• Rayhan Memon
  • Posts
  • #3 - The Battle Between AI Chipmakers is a Bloodbath

#3 - The Battle Between AI Chipmakers is a Bloodbath

And NVIDIA hasn't got a scratch.

Welcome to MAJOR.MINOR.PATCH. 

Each edition, I cover one update in the world of computing and what it means for engineers, entrepreneurs and investors.

This week, NVIDIA’s still the Michael Jordan of AI inference…

I remember a simpler time when almost every laptop had an “Intel Core i7 inside” sticker on it. And if you were interested in playing high-performance video games, mining bitcoin, or screwing around with Tensorflow or PyTorch, an NVIDIA GPU was the only option on the menu.

But the landscape of competition has quickly heated up from a simmer to an angry boil.

Google started rolling their own “Tensor Processing Units” (TPUs). Apple started shipping Macbooks with their own “Apple Silicon”.

Before I knew it, what used to be the domain of deep-pocketed tech giants is now the battleground of startups like Groq, Tenstorrent, FuriosaAI, Cerebras, UntetherAI, and more.

Many are forecasting the precipitous decline of NVIDIA among this swath of capable competitors.

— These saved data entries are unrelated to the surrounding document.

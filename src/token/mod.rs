//! Token Management
//!
//! Credential lifecycle: storage, state classification, revocation and the manager tying them together.

pub mod manager;
pub mod revocation;
pub mod state;
pub mod storage;

pub use manager::{AuthStatus, CredentialManager, RevocationFailure, RevocationReport, RevocationWarning};
pub use revocation::{DefaultTokenRevoker, MockTokenRevoker, TokenRevoker};
pub use state::CredentialState;
pub use storage::{FileTokenStore, InMemoryTokenStore, MockTokenStore, TokenStore};
//! Token Revocation
//!
//! RFC 7009 - OAuth 2.0 Token Revocation.

use async_trait::async_trait;
use secrecy::ExposeSecret;
use std::sync::{Arc, Mutex};
use tracing::debug;

use crate::core::{lock, HttpRequest, HttpTransport};
use crate::error::{parse_error_response, CredentialError};
use crate::types::{CredentialRecord, TokenTypeHint, GOOGLE_REVOKE_URI};

/// Token revoker interface.
#[async_trait]
pub trait TokenRevoker: Send + Sync {
    /// Revoke a token at the provider.
    async fn revoke(&self, token: &str, hint: TokenTypeHint) -> Result<(), CredentialError>;

    /// Revoke the grant behind a record.
    ///
    /// Revoking the refresh token ends the whole grant, so it is preferred
    /// over the access token when present.
    async fn revoke_record(&self, record: &CredentialRecord) -> Result<(), CredentialError> {
        match &record.refresh_token {
            Some(refresh) => {
                self.revoke(refresh.expose_secret(), TokenTypeHint::RefreshToken)
                    .await
            }
            None => {
                self.revoke(record.access_token(), TokenTypeHint::AccessToken)
                    .await
            }
        }
    }
}

/// Revoker posting to a revocation endpoint.
pub struct DefaultTokenRevoker {
    endpoint: String,
    transport: Arc<dyn HttpTransport>,
}

impl DefaultTokenRevoker {
    pub fn new(endpoint: impl Into<String>, transport: Arc<dyn HttpTransport>) -> Self {
        Self {
            endpoint: endpoint.into(),
            transport,
        }
    }

    /// Revoker for Google's endpoint.
    pub fn google(transport: Arc<dyn HttpTransport>) -> Self {
        Self::new(GOOGLE_REVOKE_URI, transport)
    }
}

#[async_trait]
impl TokenRevoker for DefaultTokenRevoker {
    async fn revoke(&self, token: &str, hint: TokenTypeHint) -> Result<(), CredentialError> {
        let request = HttpRequest::form_post(
            &self.endpoint,
            &[("token", token), ("token_type_hint", hint.as_str())],
        );

        let response = self
            .transport
            .send(request)
            .await
            .map_err(|e| CredentialError::RevocationFailed {
                message: e.to_string(),
            })?;

        if response.is_success() {
            return Ok(());
        }

        // Google answers 400 invalid_token for tokens that are already dead.
        let error = parse_error_response(&response.body);
        if response.status == 400 && error.as_ref().map(|e| e.error.as_str()) == Some("invalid_token") {
            debug!("Token was already revoked or expired at the provider");
            return Ok(());
        }

        let message = match error {
            Some(error) => match error.error_description {
                Some(description) => format!("{}: {}", error.error, description),
                None => error.error,
            },
            None => format!("HTTP {}", response.status),
        };
        Err(CredentialError::RevocationFailed { message })
    }
}

/// Mock token revoker for testing.
#[derive(Default)]
pub struct MockTokenRevoker {
    history: Mutex<Vec<(String, TokenTypeHint)>>,
    should_fail: Mutex<bool>,
}

impl MockTokenRevoker {
    pub fn new() -> Self {
        Self::default()
    }

    /// Fail every revocation with a network-style error.
    pub fn set_should_fail(&self, should_fail: bool) -> &Self {
        *lock(&self.should_fail) = should_fail;
        self
    }

    /// `(token, hint)` of every revocation attempt, oldest first.
    pub fn get_history(&self) -> Vec<(String, TokenTypeHint)> {
        lock(&self.history).clone()
    }
}

#[async_trait]
impl TokenRevoker for MockTokenRevoker {
    async fn revoke(&self, token: &str, hint: TokenTypeHint) -> Result<(), CredentialError> {
        lock(&self.history).push((token.to_string(), hint));

        if *lock(&self.should_fail) {
            return Err(CredentialError::RevocationFailed {
                message: "Mock revocation failure".to_string(),
            });
        }
        Ok(())
    }
}

#[cfg(test)]
mod tests {
    use super::*;
    use crate::core::MockHttpTransport;
    use crate::types::{ScopeSet, TokenResponse};
    use chrono::Utc;
    use std::collections::HashMap;

    fn record(refresh: Option<&str>) -> CredentialRecord {
        let response = TokenResponse {
            access_token: "access-1".to_string(),
            token_type: "Bearer".to_string(),
            expires_in: Some(3600),
            refresh_token: refresh.map(String::from),
            scope: None,
            id_token: None,
            extra: HashMap::new(),
        };
        CredentialRecord::from_token_response(
            &response,
            "cid",
            &ScopeSet::new(["videos.upload"]).unwrap(),
            Utc::now(),
        )
        .unwrap()
    }

    #[tokio::test]
    async fn test_revoke_prefers_refresh_token() {
        let revoker = MockTokenRevoker::new();
        revoker.revoke_record(&record(Some("refresh-1"))).await.unwrap();
        revoker.revoke_record(&record(None)).await.unwrap();

        assert_eq!(
            revoker.get_history(),
            vec![
                ("refresh-1".to_string(), TokenTypeHint::RefreshToken),
                ("access-1".to_string(), TokenTypeHint::AccessToken),
            ]
        );
    }

    #[tokio::test]
    async fn test_default_revoker_request_and_outcomes() {
        let transport = Arc::new(MockHttpTransport::new());
        transport
            .queue_response(200, "")
            .queue_json_response(400, &serde_json::json!({"error": "invalid_token"}))
            .queue_response(503, "unavailable");
        let revoker = DefaultTokenRevoker::google(transport.clone());

        revoker.revoke("tok", TokenTypeHint::RefreshToken).await.unwrap();
        let request = transport.get_last_request().unwrap();
        assert_eq!(request.url, GOOGLE_REVOKE_URI);
        assert_eq!(request.form_params()["token"], "tok");
        assert_eq!(request.form_params()["token_type_hint"], "refresh_token");

        revoker.revoke("tok", TokenTypeHint::RefreshToken).await.unwrap();

        let err = revoker.revoke("tok", TokenTypeHint::RefreshToken).await.unwrap_err();
        assert!(matches!(err, CredentialError::RevocationFailed { .. }));
        assert_eq!(err.error_code(), "CRED_REVOKE");
        assert!(!err.needs_reauth());
    }

    #[tokio::test]
    async fn test_transport_failure_is_revocation_failure() {
        let revoker = DefaultTokenRevoker::google(Arc::new(MockHttpTransport::new()));
        let err = revoker.revoke("tok", TokenTypeHint::AccessToken).await.unwrap_err();
        assert!(matches!(err, CredentialError::RevocationFailed { .. }));
    }
}
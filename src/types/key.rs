//! Cache Keys
//!
//! Deterministic storage keys derived from (identity, scope set).

use sha2::{Digest, Sha256};
use std::fmt;

use crate::error::CredentialError;
use crate::types::ScopeSet;

/// Identity label used when the application does not distinguish accounts.
pub const DEFAULT_IDENTITY: &str = "default";

const KEY_DELIMITER: char = '.';
const SCOPE_DIGEST_BYTES: usize = 16;

/// Storage key for one (identity, scope set) grant.
///
/// Layout: `<hex(identity)>.<hex(sha256(scopes)[..16])>`. Both halves only
/// use `[0-9a-f]`, so the delimiter is unambiguous and the key is safe to
/// use as a file name on every platform.
#[derive(Clone, Debug, PartialEq, Eq, Hash)]
pub struct TokenCacheKey {
    identity: String,
    value: String,
}

impl TokenCacheKey {
    /// Derive the key for an identity and scope set.
    pub fn derive(identity: &str, scopes: &ScopeSet) -> Result<Self, CredentialError> {
        validate_identity(identity)?;

        let mut hasher = Sha256::new();
        for (i, scope) in scopes.iter().enumerate() {
            if i > 0 {
                hasher.update(b"\n");
            }
            hasher.update(scope.as_bytes());
        }
        let digest = hasher.finalize();

        let value = format!(
            "{}{}{}",
            identity_prefix(identity),
            KEY_DELIMITER,
            hex::encode(&digest[..SCOPE_DIGEST_BYTES])
        );

        Ok(Self {
            identity: identity.to_string(),
            value,
        })
    }

    pub fn as_str(&self) -> &str {
        &self.value
    }

    pub fn identity(&self) -> &str {
        &self.identity
    }

    /// Recover the identity label from a stored key string.
    pub fn identity_of(key: &str) -> Option<String> {
        let (encoded, digest) = key.split_once(KEY_DELIMITER)?;
        if digest.len() != SCOPE_DIGEST_BYTES * 2 || hex::decode(digest).is_err() {
            return None;
        }
        let bytes = hex::decode(encoded).ok()?;
        String::from_utf8(bytes).ok().filter(|s| !s.is_empty())
    }

    /// Check whether a stored key string belongs to `identity`.
    pub fn belongs_to(key: &str, identity: &str) -> bool {
        Self::identity_of(key).as_deref() == Some(identity)
    }
}

impl fmt::Display for TokenCacheKey {
    fn fmt(&self, f: &mut fmt::Formatter<'_>) -> fmt::Result {
        f.write_str(&self.value)
    }
}

fn identity_prefix(identity: &str) -> String {
    hex::encode(identity.as_bytes())
}

pub(crate) fn validate_identity(identity: &str) -> Result<(), CredentialError> {
    if identity.trim().is_empty() {
        return Err(CredentialError::invalid_request(
            "identity label must not be empty",
        ));
    }
    Ok(())
}
#[cfg(test)]
mod tests {
    use super::*;
    use crate::core::ReqwestHttpTransport;
    use std::collections::HashMap;
    use wiremock::matchers::{body_string_contains, method, path};
    use wiremock::{Mock, MockServer, ResponseTemplate};

    fn client(token_uri: &str) -> ClientIdentity {
        ClientIdentity::new("cid.apps.googleusercontent.com", Some("secret".to_string()))
            .with_endpoints("https://accounts.google.com/o/oauth2/auth", token_uri)
    }

    fn upload_scopes() -> ScopeSet {
        ScopeSet::new(["https://www.googleapis.com/auth/youtube.upload"]).unwrap()
    }

    fn query(url: &str) -> HashMap<String, String> {
        Url::parse(url).unwrap().query_pairs().into_owned().collect()
    }

    fn flow_with_browser(browser: MockBrowserLauncher) -> LoopbackConsentFlow {
        LoopbackConsentFlow::new(
            Arc::new(ReqwestHttpTransport::new().unwrap()),
            Arc::new(browser),
        )
    }

    /// Browser double that hands the opened URL to the test.
    fn capturing_browser() -> (MockBrowserLauncher, tokio::sync::mpsc::UnboundedReceiver<String>) {
        let (tx, rx) = tokio::sync::mpsc::unbounded_channel();
        let mut browser = MockBrowserLauncher::new();
        browser.expect_open().times(1).returning(move |url| {
            let _ = tx.send(url.to_string());
            Ok(())
        });
        (browser, rx)
    }

    #[test]
    fn test_authorization_url_parameters() {
        let flow = flow_with_browser(MockBrowserLauncher::new());
        let request = flow
            .build_authorization_request(
                &client("https://oauth2.googleapis.com/token"),
                &upload_scopes(),
                "creator@example.com",
                "http://127.0.0.1:8080/",
            )
            .unwrap();

        let params = query(&request.url);
        assert_eq!(params["response_type"], "code");
        assert_eq!(params["client_id"], "cid.apps.googleusercontent.com");
        assert_eq!(params["redirect_uri"], "http://127.0.0.1:8080/");
        assert_eq!(params["scope"], "https://www.googleapis.com/auth/youtube.upload");
        assert_eq!(params["state"], request.state);
        assert_eq!(params["code_challenge"], request.pkce.code_challenge);
        assert_eq!(params["code_challenge_method"], "S256");
        assert_eq!(params["access_type"], "offline");
        assert_eq!(params["prompt"], "consent");
        assert_eq!(params["login_hint"], "creator@example.com");
    }

    #[test]
    fn test_default_identity_has_no_login_hint() {
        let flow = flow_with_browser(MockBrowserLauncher::new());
        let request = flow
            .build_authorization_request(
                &client("https://oauth2.googleapis.com/token"),
                &upload_scopes(),
                DEFAULT_IDENTITY,
                "http://127.0.0.1:8080/",
            )
            .unwrap();
        assert!(!query(&request.url).contains_key("login_hint"));
    }

    #[test]
    fn test_validate_callback() {
        let ok = CallbackParams {
            code: Some("4/0Ab".to_string()),
            state: Some("s1".to_string()),
            ..Default::default()
        };
        assert_eq!(validate_callback(ok.clone(), "s1").unwrap(), "4/0Ab");
        assert!(matches!(
            validate_callback(ok, "s2"),
            Err(CredentialError::AuthenticationFailed(AuthorizationError::StateMismatch))
        ));

        let denied = CallbackParams {
            state: Some("s1".to_string()),
            error: Some("access_denied".to_string()),
            ..Default::default()
        };
        assert!(matches!(
            validate_callback(denied, "s1"),
            Err(CredentialError::AuthenticationFailed(AuthorizationError::AccessDenied { .. }))
        ));
    }

    #[tokio::test]
    async fn test_browser_failure_is_authentication_failure() {
        let mut browser = MockBrowserLauncher::new();
        browser.expect_open().returning(|_| {
            Err(AuthorizationError::BrowserLaunchFailed {
                message: "no display".to_string(),
            }
            .into())
        });

        let err = flow_with_browser(browser)
            .run_interactive_consent(&client("http://127.0.0.1:9/token"), &upload_scopes(), "default")
            .await
            .unwrap_err();
        assert!(matches!(
            err,
            CredentialError::AuthenticationFailed(AuthorizationError::BrowserLaunchFailed { .. })
        ));
    }

    #[tokio::test]
    async fn test_callback_timeout() {
        let (browser, _rx) = capturing_browser();
        let flow = flow_with_browser(browser).with_callback_timeout(Some(Duration::from_millis(50)));

        let err = flow
            .run_interactive_consent(&client("http://127.0.0.1:9/token"), &upload_scopes(), "default")
            .await
            .unwrap_err();
        assert!(matches!(
            err,
            CredentialError::AuthenticationFailed(AuthorizationError::CallbackTimeout { .. })
        ));
    }

    #[tokio::test]
    async fn test_loopback_flow_end_to_end() {
        let server = MockServer::start().await;
        Mock::given(method("POST"))
            .and(path("/token"))
            .and(body_string_contains("grant_type=authorization_code"))
            .and(body_string_contains("code=4%2F0Ab-test"))
            .and(body_string_contains("code_verifier="))
            .respond_with(ResponseTemplate::new(200).set_body_json(serde_json::json!({
                "access_token": "ya29.issued",
                "expires_in": 3599,
                "refresh_token": "1//refresh",
                "scope": "https://www.googleapis.com/auth/youtube.upload",
                "token_type": "Bearer"
            })))
            .expect(1)
            .mount(&server)
            .await;

        let (browser, mut rx) = capturing_browser();
        let flow = Arc::new(flow_with_browser(browser));
        let client = client(&format!("{}/token", server.uri()));

        let handle = {
            let flow = flow.clone();
            let client = client.clone();
            tokio::spawn(async move {
                flow.run_interactive_consent(&client, &upload_scopes(), "default")
                    .await
            })
        };

        let auth_url = rx.recv().await.unwrap();
        let params = query(&auth_url);
        let redirect_uri = params["redirect_uri"].clone();
        assert!(redirect_uri.starts_with("http://127.0.0.1:"));

        let http = reqwest::Client::builder().no_proxy().build().unwrap();

        let favicon = http
            .get(format!("{redirect_uri}favicon.ico"))
            .send()
            .await
            .unwrap();
        assert_eq!(favicon.status().as_u16(), 404);

        let callback = http
            .get(&redirect_uri)
            .query(&[("code", "4/0Ab-test"), ("state", params["state"].as_str())])
            .send()
            .await
            .unwrap();
        assert_eq!(callback.status().as_u16(), 200);
        assert!(callback.text().await.unwrap().contains("Authentication successful"));

        let record = handle.await.unwrap().unwrap();
        assert_eq!(record.access_token(), "ya29.issued");
        assert!(record.has_refresh_token());
        assert_eq!(record.scopes, upload_scopes());
        assert_eq!(record.client_id, "cid.apps.googleusercontent.com");
    }

    #[tokio::test]
    async fn test_idle_connection_does_not_block_callback() {
        let server = MockServer::start().await;
        Mock::given(method("POST"))
            .and(path("/token"))
            .respond_with(ResponseTemplate::new(200).set_body_json(serde_json::json!({
                "access_token": "ya29.issued",
                "expires_in": 3599,
                "token_type": "Bearer"
            })))
            .expect(1)
            .mount(&server)
            .await;

        let (browser, mut rx) = capturing_browser();
        let flow = Arc::new(
            flow_with_browser(browser).with_callback_timeout(Some(Duration::from_secs(3))),
        );
        let client = client(&format!("{}/token", server.uri()));

        let handle = {
            let flow = flow.clone();
            tokio::spawn(async move {
                flow.run_interactive_consent(&client, &upload_scopes(), "default")
                    .await
            })
        };

        let params = query(&rx.recv().await.unwrap());
        let redirect_uri = Url::parse(&params["redirect_uri"]).unwrap();
        let port = redirect_uri.port().unwrap();

        // Connected but silent, like a browser preconnect.
        let _idle = TcpStream::connect(("127.0.0.1", port)).await.unwrap();

        let http = reqwest::Client::builder().no_proxy().build().unwrap();
        let callback = http
            .get(redirect_uri.as_str())
            .query(&[("code", "4/0Ab-test"), ("state", params["state"].as_str())])
            .send()
            .await
            .unwrap();
        assert_eq!(callback.status().as_u16(), 200);

        let record = handle.await.unwrap().unwrap();
        assert_eq!(record.access_token(), "ya29.issued");
    }

    #[tokio::test]
    async fn test_mock_flow_records_calls() {
        let flow = MockAuthorizationFlow::new().without_refresh_token();
        let record = flow
            .run_interactive_consent(&client("http://unused"), &upload_scopes(), "a@b.c")
            .await
            .unwrap();

        assert!(!record.has_refresh_token());
        assert_eq!(flow.get_history(), vec![(upload_scopes(), "a@b.c".to_string())]);
    }
}
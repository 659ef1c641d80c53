//! Standalone binary to validate an orchestrator configuration and every
//! backend it describes. Exits non-zero when the configuration is unusable.

use anyhow::Context;
use omni_orchestrator::config::OrchestratorConfig;
use omni_orchestrator::drivers::BackendRegistry;
use omni_orchestrator::security::StandardSecurity;
use std::process::ExitCode;
use std::sync::Arc;
use tracing_subscriber::EnvFilter;

fn main() -> anyhow::Result<ExitCode> {
    tracing_subscriber::fmt()
        .with_env_filter(EnvFilter::try_from_default_env().unwrap_or_else(|_| EnvFilter::new("info")))
        .init();

    let path = std::env::args()
        .nth(1)
        .or_else(|| std::env::var("OMNI_CONFIG").ok());

    let config = match &path {
        Some(p) => {
            println!("Using configuration: {}", p);
            OrchestratorConfig::from_path(p)
                .with_context(|| format!("failed to load {}", p))?
        }
        None => {
            println!("No configuration given (argument or OMNI_CONFIG); checking workbench defaults");
            OrchestratorConfig::workbench()
        }
    }
    .apply_env_overrides();

    println!("\n=== Global settings ===");
    println!("  max_concurrent_requests: {}", config.max_concurrent_requests);
    println!("  batch_size: {}", config.batch_size);
    println!("  default_cache_ttl_secs: {}", config.default_cache_ttl_secs);

    if let Err(e) = config.validate() {
        println!("\n❌ {}", e);
        return Ok(ExitCode::FAILURE);
    }

    let registry = BackendRegistry::from_config(&config, Arc::new(StandardSecurity::new()))
        .context("failed to construct backend adapters")?;

    println!("\n=== Backends ===");
    let mut failures = 0usize;
    for (id, ok, message) in registry.validate_all() {
        if ok {
            println!("  {} ✅ {}", id, message);
        } else {
            failures += 1;
            println!("  {} ❌ {}", id, message);
        }
    }

    if failures > 0 {
        println!("\n{} of {} backend(s) failed validation", failures, registry.len());
        Ok(ExitCode::FAILURE)
    } else {
        println!("\nAll {} backend(s) valid", registry.len());
        Ok(ExitCode::SUCCESS)
    }
}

But after seeing the results of the recent MLPerf v4.1 (think of it as the Olympics for AI inference), I don’t think NVIDIA’s losing its leadership position anytime soon.

The most popular category at MLPerf was “datacenter-closed”. For this category, teams had to run models as they came, with minimal software modification.

Submissions based on NVIDIA’s H200 GPUs and GH200 Superchips won every benchmark.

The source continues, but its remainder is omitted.